Washington: Scientists have for the first time captured images of one of the brightest stars in the infrared sky surrounded by a huge dusty double shell - thanks to the European Southern Observatory’s Very Large Telescope (VLT).
The star and its shells resemble an egg white around a yolky centre, leading the astronomers to nickname the object the ‘Fried Egg Nebula’.
The monster star, known to astronomers as IRAS 17163-3907, has a diameter about a thousand times bigger than our Sun.
At a distance of about 13 000 light-years from Earth, it is the closest yellow hypergiant found to date and new observations show it shines some 500 000 times more brightly than the Sun.
The observations of the star and the discovery of its surrounding shells were made using the VISIR infrared camera on the VLT. The pictures are the first of this object to clearly show the material around it and reveal two almost perfectly spherical shells.

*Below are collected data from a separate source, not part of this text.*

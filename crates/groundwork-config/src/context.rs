//! Render-context construction from project configuration
//!
//! Maps a validated `ProjectConfig` to the placeholder namespace consumed
//! by the stock templates. Keys the configuration cannot supply (roadmap
//! steps, dependency blocks for empty lists) are deliberately left out so
//! the renderer's default table provides them.

use chrono::Local;
use groundwork_templates::RenderContext;
use tracing::debug;

use crate::types::ProjectConfig;

/// Build the placeholder context for one scaffolding run.
pub fn build_context(config: &ProjectConfig) -> RenderContext {
    let mut context = RenderContext::new();
    let today = Local::now().format("%Y-%m-%d").to_string();
    let main_class = config.main_class();

    context.insert("PROJECT_NAME", config.project_name.as_str());
    context.insert("PROJECT_DESCRIPTION", config.description.as_str());
    context.insert("DETAILED_DESCRIPTION", config.detailed_description.as_str());
    context.insert("PROJECT_OBJECTIVE", config.objective.as_str());
    context.insert("MAIN_FUNCTIONALITY", config.main_functionality.as_str());

    context.insert("PROJECT_TYPE", config.project_type.as_str());
    context.insert("AUTHOR", config.author.as_str());
    context.insert("CONTACT_EMAIL", config.email.as_str());
    context.insert("GITHUB_USER", config.github_user.as_str());
    context.insert("REPOSITORY_URL", config.effective_repository_url());
    context.insert("PYTHON_VERSION_MIN", config.python_version_min.as_str());
    context.insert("LICENSE", config.license.as_str());

    context.insert("CREATION_DATE", today.as_str());
    context.insert("UPDATE_DATE", today.as_str());

    context.insert("MAIN_MODULE", config.main_module());
    context.insert("MAIN_CLASS", main_class.as_str());

    context.insert(
        "USAGE_EXAMPLE",
        format!(
            "# Create an instance\ninstance = {main_class}()\n# Run the main functionality\nresult = instance.process()"
        ),
    );
    context.insert(
        "CONFIG_EXAMPLE",
        format!(
            "# Configuration for {}\nDEBUG = True\nLOG_LEVEL = 'INFO'",
            config.project_name
        ),
    );

    // Dependency blocks: an explicit list wins, an empty main list falls
    // back to the per-type block, the remaining empty lists fall through to
    // the default table.
    if config.dependencies.main.is_empty() {
        context.insert(
            "MAIN_DEPENDENCIES",
            config.project_type.main_dependencies(),
        );
    } else {
        context.insert("MAIN_DEPENDENCIES", config.dependencies.main.join("\n"));
    }
    if !config.dependencies.development.is_empty() {
        context.insert(
            "DEV_DEPENDENCIES",
            config.dependencies.development.join("\n"),
        );
    }
    if !config.dependencies.testing.is_empty() {
        context.insert("TEST_DEPENDENCIES", config.dependencies.testing.join("\n"));
    }
    if !config.dependencies.optional.is_empty() {
        context.insert(
            "OPTIONAL_DEPENDENCIES",
            config.dependencies.optional.join("\n"),
        );
    }

    debug!(
        "Built render context with {} value(s) for project '{}'",
        context.len(),
        config.project_name
    );
    context
}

“This object was known to glow brightly in the infrared but, surprisingly, nobody had identified it as a yellow hypergiant before,” said Eric Lagadec (European Southern Observatory), who led the team that produced the new discovery.
Yellow hypergiants are in an extremely volatile phase of their evolution, undergoing a series of explosive events — this star has ejected four times the mass of the Sun in just a few hundred years.
The material flung out during these bursts has formed the extensive double shell of the nebula, which is made of dust rich in silicates and surrounded by gas.
Professor Albert Zijlstra, from The University of Manchester, said: “It is amazing that one of the brightest stars in the infrared sky had previously gone unnoticed. We are seeing a very rare event, when a star is beginning to blow off its outer layers, as a prelude to its final explosion as a supernova.”
The discovery has been published in the journal Astronomy and Astrophysics.